No SpeechRecognizer instance remains after stopRecognition() — destroy() is called to prevent resource leak

Plugin compiles and runs on Android API 26+ without crashes

Technical Requirements

frameworks

Flutter

Dart

Kotlin

Android SDK

apis

Flutter MethodChannel

Flutter EventChannel

android.speech.SpeechRecognizer

android.speech.RecognizerIntent

android.speech.RecognitionListener

ActivityResultContracts.RequestPermission

data models

NativeSpeechApiBridge

SpeechPermissionResult

SpeechRecognitionEvent

SpeechError

performance requirements

Partial results must be forwarded to Flutter within 200ms of arrival in onPartialResults

SpeechRecognizer.destroy() must be called within 1 second of stopRecognition() to release microphone resource

Recognition intent must start within 500ms of startRecognition() being called

security requirements

RECORD_AUDIO permission must be checked before every startRecognition() call — do not assume it persists

Audio data must never be written to disk or forwarded over the channel — only transcribed text strings

SpeechRecognizer.destroy() must always be called on stop to prevent background microphone access

Execution Context

Execution Tier

Tier 1

Tier 1 - 540 tasks

Can start after Tier 0 completes

View Full Execution Plan

Implementation Notes

Implement in android/src/main/kotlin/SpeechPlugin.kt as a FlutterPlugin. Use the same MethodChannel and EventChannel names as the iOS implementation for symmetry. SpeechRecognizer must be created on the main thread — use mainLooper when initializing. For permission requests: since ActivityResultContracts requires an Activity, store a reference to the FlutterActivity and use ActivityCompat.requestPermissions with a request code, handling the result in onRequestPermissionsResult forwarded from the Activity.
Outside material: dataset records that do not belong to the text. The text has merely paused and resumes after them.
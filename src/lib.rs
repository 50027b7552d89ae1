pub mod bus;
pub mod clock;
pub mod config;
pub mod engine;
pub mod events;
pub mod midi;
pub mod prediction;
pub mod recording;
pub mod session;
pub mod timing;

pub use bus::{GlowSink, KeySink, SessionBus};
pub use clock::SessionClock;
pub use config::{ConfigError, SessionConfig, TransportMode};
pub use engine::{
    SessionCommand, SessionError, SessionHandle, SessionUpdate, spawn_session, spawn_session_with,
};
pub use events::{Instrument, KeyEvent, KeyPhase, NoteEvent, Source};
pub use midi::{MidiError, MidiKeyboard, MidiOutputSink};
pub use session::Session;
Alternatively, use the newer ActivityPluginBinding approach with ActivityResultLauncher. The UNSTABLE_TEXT key is only available in API 23+ — add a null check. Be aware that Android's built-in SpeechRecognizer has a ~60-second timeout and will auto-stop — handle this in onEndOfSpeech and treat it as a final result. For nb-NO: EXTRA_LANGUAGE='nb-NO', EXTRA_LANGUAGE_MODEL=LANGUAGE_MODEL_FREE_FORM, EXTRA_MAX_RESULTS=1.

Testing Requirements

Write flutter_test integration tests using mock MethodChannel handlers simulating all RecognitionListener callback paths: (1) onReadyForSpeech → onPartialResults with nb-NO text → onResults (happy path), (2) onError with ERROR_NETWORK, (3) onError with ERROR_NO_MATCH, (4) onError with ERROR_INSUFFICIENT_PERMISSIONS, (5) stopRecognition called during active recognition. Verify destroy() is called after stop via mock call log assertions. Run on an Android emulator API 30+ with Google Play Services for recognition availability. Manual QA on a physical device with Norwegian speech input must confirm nb-NO locale accuracy.

Component

Native Speech API Bridge

infrastructure medium

Dependencies (1)

Define the abstract NativeSpeechApiBridge interface in Dart with method signatures for: requestPermission(), startRecognition({locale, onPartial, onFinal, onError}), stopRecognition(), and isAvailable(). Define shared result types: SpeechPermissionResult, SpeechRecognitionEvent (partial/final/error variants), and SpeechError enum. This contract must be platform-agnostic and stable before platform implementations begin. epic-speech-to-text-input-foundation-task-006

Epic Risks (3)

high impact medium prob technical

iOS 15 on-device speech recognition has a 1-minute session limit and requires network fallback for longer sessions. Peer mentor way-forward dictation may routinely exceed this limit, causing silent truncation of transcribed content without user feedback.

Mitigation & Contingency

Mitigation: Implement session-chunking logic in NativeSpeechApiBridge that automatically restarts recognition before the limit is reached, preserving continuity via partial concatenation. Document the iOS 15 vs iOS 16 on-device recognition behaviour difference in code comments.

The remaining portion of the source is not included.